Records from a collection:

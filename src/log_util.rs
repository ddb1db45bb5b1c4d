//! Smol utilities for logging

use std::ascii;

/// Make an Ascii-safe string out of bytes a CGI program sent us
pub fn ascii_escape(s: &[u8]) -> String {
    s.iter()
        .flat_map(|&b| ascii::escape_default(b))
        .map(char::from)
        .collect()
}

#[test]
fn ascii_escape_control_and_high_bytes() {
    assert_eq!(ascii_escape(b"Status: 200\r\n\xff"), "Status: 200\\r\\n\\xff");
}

## EXERCISE DESCRIPTION
Transcribe the entries above so that nothing in them differs from the original.

## TASK OUTPUT
filename src/log_util.rs
repository ddb1db45bb5b1c4d
//! Smol utilities for logging

use std::ascii;

/// Make an Ascii-safe string out of bytes a CGI program sent us
pub fn ascii_escape(s: &[u8]) -> String {
    s.iter()
        .flat_map(|&b| ascii::escape_default(b))
        .map(char::from)
        .collect()
}

#[test]
fn ascii_escape_control_and_high_bytes() {
    assert_eq!(ascii_escape(b"Status: 200\r\n\xff"), "Status: 200\\r\\n\\xff");
}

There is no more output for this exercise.